Gagasan yang diusung empat mahasiswa muda yang tergabung dalam tim MOSAIC (Mango Skin for Organic Sustainable Aedes Insect Control) ini berhasil mengantarkan mereka sebagai finalis dalam kompetisi Internasional Bio-Circular-Green economy (BCG) di Kasetsart University, Thailand. Final ajang kompetisi ilmiah ini diselengggarakan pada 18 Januari 2024 secara hybrid melalui Zoom dan offline.
Gagasan penggunaan limbah kulit buah mangga sebagai larvasida alami tidak hanya menjadi alternatif dalam membantu pencegahan kasus DBD saja. Namun, ini juga berkontribusi dalam mengurai persoalan lingkungan dengan mengolah limbah yang sebelumnya tidak dimanfaatkan dan hanya menjadi sampah bagi lingkungan.
Santi mencontohkan di Thailand pada 2020, total produksi mangga mencapai 1,66 juta ton. Hal ini menunjukkan adanya potensi besar limbah sampah kulit mangga di negara tersebut.
“Hal ini membuat kami berpikir limbah olahan yang berasal dari kulit buah mangga di Thailand memiliki potensi besar untuk mengatasi persoalan yang sedang dihadapi negaranya. Karena Thailand sendiri merupakan salah 1 produsen mangga terbesar di dunia,” beber dia.
Sementara itu, Salman mengungkapkan ide pengembangan larvasida alami berangkat dari keprihatinan mereka terhadap laporan WHO mengenai meningkatnya lonjakan tajam kasus DBD secara global. Lonjakan wabah demam berdarah dengue ditandai dengan peningkatan signifikan dalam jumlah, skala dan peningkatan kasus.
Bahkan, WHO menyatakan terjadinya lonjakan wabah pada saat ini diikuti dengan penyebaran ke wilayah yang sebelumnya belum terpapar DBD. Data WHO 2023 mencatat meski hampir 80 persen atau sekitar 4,1 juta kasus penyebaran wabah demam berdarah dengue dilaporkan terjadi di wilayah Amerika, akan tetapi di Asia Tenggara, terutama Thailand, prevalensi kejadian demam berdarah dengue pada 2023 meningkat tajam menjadi lebih dari 300 persen dari tahun sebelumnya.

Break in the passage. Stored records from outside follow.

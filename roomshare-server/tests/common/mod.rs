//! Common test utilities for server integration tests

#![allow(dead_code)]

use std::sync::atomic::{AtomicU64, Ordering};
use std::sync::Arc;
use std::sync::RwLock;

use axum_test::TestServer;
use cookie::Cookie;
use roomshare_core::{Role, User, UserId};
use roomshare_server::{
    routes, AppState, Config, EmailSender, InMemoryMarketStore, InMemorySessionStore,
    SessionStore,
};
use roomshare_server::store::UserStore;
use serde_json::{json, Value};

/// Mock email sender that captures verification codes
#[derive(Default, Clone)]
pub struct MockEmailSender {
    /// Captured (email, code) pairs
    pub sent: Arc<RwLock<Vec<(String, String)>>>,
}

impl MockEmailSender {
    pub fn new() -> Self {
        Self {
            sent: Arc::new(RwLock::new(Vec::new())),
        }
    }

    /// Get the last verification code sent to an email
    pub fn get_code(&self, email: &str) -> Option<String> {
        self.sent
            .read()
            .unwrap()
            .iter()
            .rev()
            .find(|(e, _)| e == email)
            .map(|(_, c)| c.clone())
    }
}

impl EmailSender for MockEmailSender {
    fn send_verification(&self, email: &str, code: &str) -> Result<(), String> {
        self.sent
            .write()
            .unwrap()
            .push((email.to_string(), code.to_string()));
        Ok(())
    }
}

/// A running router plus direct handles on its stores
pub struct TestApp {
    pub server: TestServer,
    pub email_sender: MockEmailSender,
    pub store: Arc<InMemoryMarketStore>,
    pub sessions: Arc<InMemorySessionStore>,
}

/// Cheap hashing so signup-heavy tests stay fast
pub fn test_config() -> Config {
    Config {
        bcrypt_cost: 4,
        ..Config::default()
    }
}

/// Create a test server over in-memory stores with a mock email sender
pub fn create_test_app() -> TestApp {
    let email_sender = MockEmailSender::new();
    let store = Arc::new(InMemoryMarketStore::new());
    let sessions = Arc::new(InMemorySessionStore::new());

    let state = Arc::new(AppState::from_shared(
        store.clone(),
        sessions.clone(),
        email_sender.clone(),
        test_config(),
    ));

    let app = routes::create_router(state);
    let server = TestServer::new(app).expect("Failed to create test server");

    TestApp {
        server,
        email_sender,
        store,
        sessions,
    }
}

static NEXT_AADHAR: AtomicU64 = AtomicU64::new(100_000_000_000);

/// A fresh 12-digit aadhar number
pub fn unique_aadhar() -> String {
    NEXT_AADHAR.fetch_add(1, Ordering::Relaxed).to_string()
}

/// Session cookie for a token
pub fn session_cookie(token: &str) -> Cookie<'static> {
    Cookie::new("roomshare_session", token.to_string())
}

/// Insert a verified user straight into the store and open a session
pub fn seed_user(app: &TestApp, name: &str, role: Role) -> (UserId, String) {
    let mut user = User::new(
        name,
        format!("{}@example.com", name.to_lowercase()),
        unique_aadhar(),
        "not-a-real-hash",
        role,
    );
    user.is_verified = true;
    app.store.create_user(&user).unwrap();

    let session = app.sessions.create(user.id).unwrap();
    (user.id, session.id.0)
}

/// A valid room body
pub fn room_body(title: &str, city: &str, price: i64, beds: u32) -> Value {
    json!({
        "title": title,
        "description": "Bright room close to transit",
        "address": {
            "street": "12 Main Street",
            "area": "Old Town",
            "city": city,
            "state": "Karnataka",
            "zipCode": "560001"
        },
        "price": price,
        "amenities": ["WiFi", "parking"],
        "images": ["one.jpg", "two.jpg", "three.jpg"],
        "availableBeds": beds,
        "metadata": {
            "propertyType": "apartment",
            "furnishing": "furnished",
            "bedrooms": 2,
            "bathrooms": 1,
            "area": 650,
            "ownershipType": "self",
            "securityDeposit": 20000
        }
    })
}

/// Create a room through the API and return its id
pub async fn create_room(app: &TestApp, token: &str, body: Value) -> String {
    let response = app
        .server
        .post("/api/rooms")
        .add_cookie(session_cookie(token))
        .json(&body)
        .await;
    assert_eq!(response.status_code(), 201);

    let body: Value = response.json();
    body["data"]["id"].as_str().unwrap().to_string()
}

/// Send a rental request and return the raw response
pub async fn send_request(
    app: &TestApp,
    token: &str,
    room_id: &str,
    message: &str,
) -> axum_test::TestResponse {
    app.server
        .post(&format!("/api/rooms/{}/request", room_id))
        .add_cookie(session_cookie(token))
        .json(&json!({ "message": message }))
        .await
}

/// Sign up and verify through the API, returning the session token
pub async fn signup_and_verify(app: &TestApp, name: &str, email: &str, role: &str) -> String {
    let response = app
        .server
        .post("/api/auth/signup")
        .json(&json!({
            "name": name,
            "email": email,
            "password": "correct-horse-battery",
            "aadharNumber": unique_aadhar(),
            "role": role,
        }))
        .await;
    assert_eq!(response.status_code(), 201);

    let code = app
        .email_sender
        .get_code(email)
        .expect("No verification code sent");

    let response = app
        .server
        .post("/api/auth/verify")
        .json(&json!({ "email": email, "code": code }))
        .await;
    assert_eq!(response.status_code(), 200);

    let body: Value = response.json();
    body["data"]["token"].as_str().unwrap().to_string()
}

Tercatat, pada 2022 angka kejadian demam berdarah dengue di Thailand sebesar 46.678 kasus, naik menjadi 136.655 kasus pada 2023. Adapun angka kematian akibat wabah tersebut di Thailand meningkat dari 34 menjadi 147 kematian pada periode yang sama.

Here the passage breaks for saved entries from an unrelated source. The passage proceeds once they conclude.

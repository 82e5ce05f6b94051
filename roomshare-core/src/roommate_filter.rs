//! Roommate search filter compiler
//!
//! Same shape as the room compiler but targets the Users collection: only
//! verified users with an active roommate profile are searchable.

use serde::Deserialize;

use crate::params;
use crate::query::{Filter, FieldPath, Query, Sort};
use crate::{Error, Result};

pub const DEFAULT_ROOMMATE_PAGE_SIZE: u64 = 10;

/// Gender value meaning "no preference"
pub const ANY_GENDER: &str = "Any";

#[derive(Debug, Clone, Default, Deserialize)]
#[serde(rename_all = "camelCase")]
pub struct RoommateSearchParams {
    pub location: Option<String>,
    pub min_budget: Option<String>,
    pub max_budget: Option<String>,
    pub gender: Option<String>,
    pub occupation_type: Option<String>,
    /// Comma-separated `key:value` pairs, all of which must match
    pub lifestyle: Option<String>,
    /// Comma-separated terms, any of which may match
    pub interests: Option<String>,
    pub sort_by: Option<String>,
    pub page: Option<String>,
    pub limit: Option<String>,
}

/// Lifestyle keys a search may constrain, with their document paths
const LIFESTYLE_FIELDS: [(&str, FieldPath); 6] = [
    ("sleepSchedule", "roommateProfile.lifestyle.sleepSchedule"),
    ("cleanliness", "roommateProfile.lifestyle.cleanliness"),
    ("smoking", "roommateProfile.lifestyle.smoking"),
    ("drinking", "roommateProfile.lifestyle.drinking"),
    ("pets", "roommateProfile.lifestyle.pets"),
    ("diet", "roommateProfile.lifestyle.diet"),
];

fn lifestyle_path(key: &str) -> Option<FieldPath> {
    LIFESTYLE_FIELDS
        .iter()
        .find(|(name, _)| *name == key)
        .map(|(_, path)| *path)
}

#[derive(Debug, Clone, Copy, PartialEq, Eq)]
pub enum RoommateSort {
    Newest,
    Oldest,
    BudgetLow,
    BudgetHigh,
}

impl RoommateSort {
    pub const NAMES: [&'static str; 4] = ["newest", "oldest", "budget-low", "budget-high"];

    pub fn parse(s: &str) -> Option<Self> {
        match s {
            "newest" => Some(RoommateSort::Newest),
            "oldest" => Some(RoommateSort::Oldest),
            "budget-low" => Some(RoommateSort::BudgetLow),
            "budget-high" => Some(RoommateSort::BudgetHigh),
            _ => None,
        }
    }

    pub fn sort(&self) -> Sort {
        match self {
            RoommateSort::Newest => Sort::desc("createdAt"),
            RoommateSort::Oldest => Sort::asc("createdAt"),
            RoommateSort::BudgetLow => Sort::asc("roommateProfile.budget"),
            RoommateSort::BudgetHigh => Sort::desc("roommateProfile.budget"),
        }
    }
}

/// Base predicate of every roommate search
pub fn discoverable_filter() -> Filter {
    Filter::And(vec![
        Filter::eq("roommateProfile.isActive", true),
        Filter::eq("isVerified", true),
    ])
}

fn lifestyle_clauses(raw: &Option<String>) -> Result<Vec<Filter>> {
    params::list(raw)
        .into_iter()
        .map(|pair| {
            let (key, value) = pair
                .split_once(':')
                .map(|(k, v)| (k.trim(), v.trim()))
                .filter(|(k, v)| !k.is_empty() && !v.is_empty())
                .ok_or_else(|| {
                    Error::parameter("lifestyle", format!("'{}' is not a key:value pair", pair))
                })?;
            let path = lifestyle_path(key).ok_or_else(|| {
                let keys: Vec<&str> = LIFESTYLE_FIELDS.iter().map(|(k, _)| *k).collect();
                Error::parameter(
                    "lifestyle",
                    format!("unknown key '{}', expected one of {}", key, keys.join(", ")),
                )
            })?;
            Ok(Filter::eq(path, value))
        })
        .collect()
}

/// Compile search parameters into a query over users
pub fn compile_roommate_query(params: &RoommateSearchParams) -> Result<Query> {
    let mut clauses = vec![discoverable_filter()];

    if let Some(location) = params::non_blank(&params.location) {
        clauses.push(Filter::Or(vec![
            Filter::contains("roommateProfile.locationPreference", location),
            Filter::contains("roommateProfile.currentLocation", location),
        ]));
    }

    let min = params::integer("minBudget", &params.min_budget)?;
    let max = params::integer("maxBudget", &params.max_budget)?;
    if min.is_some() || max.is_some() {
        clauses.push(Filter::Range {
            field: "roommateProfile.budget",
            min,
            max,
        });
    }

    if let Some(gender) = params::non_blank(&params.gender) {
        if !gender.eq_ignore_ascii_case(ANY_GENDER) {
            clauses.push(Filter::eq(
                "roommateProfile.gender",
                gender.to_lowercase(),
            ));
        }
    }

    if let Some(occupation) = params::non_blank(&params.occupation_type) {
        clauses.push(Filter::eq(
            "roommateProfile.occupationType",
            occupation.to_lowercase(),
        ));
    }

    clauses.extend(lifestyle_clauses(&params.lifestyle)?);

    let interests = params::list(&params.interests);
    if !interests.is_empty() {
        clauses.push(Filter::any_element_contains(
            "roommateProfile.interests",
            interests,
        ));
    }

    let sort = match params::non_blank(&params.sort_by) {
        Some(name) => RoommateSort::parse(name).ok_or_else(|| {
            Error::parameter(
                "sortBy",
                format!("expected one of {}", RoommateSort::NAMES.join(", ")),
            )
        })?,
        None => RoommateSort::Newest,
    };

    Ok(Query {
        filter: Filter::And(clauses),
        sort: sort.sort(),
        page: params::page(&params.page, &params.limit, DEFAULT_ROOMMATE_PAGE_SIZE)?,
    })
}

Peneliti Pusat Kedokteran Herbal sekaligus pembimbing tim MOSAIC, Arko Jatmiko Wicaksono, mengatakan dengan keikutsertaan mahasiswa UGM dalam kompetisi maupun forum internasional bisa memberikan pengalaman bagi mereka. Gagasan yang diajukan juga dapat memberikan kontribusi dalam penyelesaian persoalan di tingkat global.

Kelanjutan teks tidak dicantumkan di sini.